Para o vice-presidente da Sociedade Brasileira de Geriatria e Gerontologia (SBGG), Marco Túlio Cintra, o desenvolvimento dessas duas alternativas representa uma esperança porque há quase 20 anos não havia novos medicamentos contra Alzheimer aprovados pela FDA.
Apesar dos números positivos, os médicos pedem cautela na análise já que as duas principais drogas em estudo são indicadas apenas para pacientes com Alzheimer leve.
“É uma esperança, sem dúvida, mas talvez seja uma esperança para quem tem alto risco de desenvolver a doença, para quem tem histórico na família. Se a pessoa já tem Alzheimer, mesmo que leve, pode ser que, até que o processo todo esteja finalizado, ela já esteja com a forma moderada, e aí [ela] não é o público-alvo”, explica Cintra, que é também professor da Universidade Federal de Minas Gerais (UFMG).
Os remédios em uso atualmente nos pacientes com a doença buscam reduzir a velocidade do declínio, e não agir nos mecanismos que causam a deterioração no cérebro. Já a nova geração - aducanumabe e lecanemabe - busca romper com essa lógica. Eles focam na capacidade de agir contra um dos principais mecanismos do Alzheimer, que é o acúmulo de proteínas beta-amiloides no cérebro.
Embora esses medicamentos sejam eficazes em atacar as placas de proteínas, ainda não ficou comprovado se essa “limpeza” é suficiente para reverter os sintomas do Alzheimer. Segundo os especialistas, é preciso agora entender qual é o impacto comportamental da retirada dessas proteínas do cérebro de pacientes.

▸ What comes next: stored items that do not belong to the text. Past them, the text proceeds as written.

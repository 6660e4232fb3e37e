//! Multi-line text field used to edit a block's narration text.
//!
//! The field is a rope with a single char-indexed cursor. Every edit
//! returns whether the text changed so the caller can push the new value
//! into the block store.

mod field;

pub use field::{Direction, TextField};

Figura 1: Como funcionam as novas drogas contra a doença de Alzheimer. Fonte: Agência Einstein.
Efeitos colaterais
O médico Okamoto ressaltou ainda que as drogas que combatem o acúmulo de proteínas têm efeitos colaterais graves, como edemas cerebrais, e precisam ser usadas com acompanhamento de exames de imagem, como ressonâncias magnéticas.
Quase 40% dos pacientes podem desenvolver edemas cerebrais como efeitos colaterais e, por isso, tem que ter muito cuidado para utilizar essa droga. É preciso fazer uma série de ressonâncias magnéticas comprovando o acúmulo de proteínas no cérebro, e depois precisam de ressonâncias periódicas para acompanhar os efeitos colaterais. É um processo caro e trabalhoso”, explica Okamoto.

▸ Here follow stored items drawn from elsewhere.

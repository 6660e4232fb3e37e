// Only allow lints that are either transitive-dependency noise or
// genuinely opinionated style choices that don't indicate real issues.
#![allow(
    // Transitive dependency version mismatches we can't control
    clippy::multiple_crate_versions,
    // module_name_repetitions is pure style preference (e.g. blocks::BlockError)
    clippy::module_name_repetitions
)]

//! # Roteiro
//!
//! A terminal editor for narration scripts.
//!
//! A script is an ordered list of blocks. Each block carries a narrator
//! voice, the narrated text and a highlight color. Blocks can be added,
//! removed, edited in place and reordered by dragging them with the mouse.
//!
//! ## Architecture
//!
//! Roteiro uses The Elm Architecture (TEA) pattern:
//! - **Model**: Application state
//! - **Message**: Events and actions
//! - **Update**: Pure state transitions
//! - **View**: Render to terminal
//!
//! ## Modules
//!
//! - [`blocks`]: Block data and the ordered block store
//! - [`drag`]: Drag-and-drop reordering engine
//! - [`app`]: Main application loop and state
//! - [`ui`]: Terminal UI components
//! - [`editor`]: Multi-line text field for narration
//! - [`config`]: Saved command-line defaults

pub mod app;
pub mod blocks;
pub mod config;
pub mod drag;
pub mod editor;
pub mod ui;

/// Re-export commonly used types
pub mod prelude {
    pub use crate::app::{App, Message, Model};
    pub use crate::blocks::{Block, BlockError, BlockStore, Field, Reorder};
    pub use crate::drag::{DragEngine, DragState, HoverOutcome};
}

A lógica do novo medicamento em estudo atualmente, o lecanemabe, é bastante parecida com a do aducanumabe. Para os especialistas, o que as empresas precisam explicar é se a melhora estatística de 27% se converte em benefícios clínicos reais. Até o momento, com os dados divulgados pelas fabricantes, ainda não é possível afirmar se esse percentual vai traduzir em uma melhora significativa para o paciente.
“A melhora biológica é inequívoca com remoção das placas amiloides, mas o resultado clínico tem resultados mais modestos. O que tivemos para o lecanemabe, até o momento, são só os resultados apresentados no congresso. Por conta disso, a reação até agora é um otimismo comedido, porque o processo de aprovação do aducanumabe gerou muita desconfiança, então a gente tem essa cautela”, explica Cintra, da SBGG.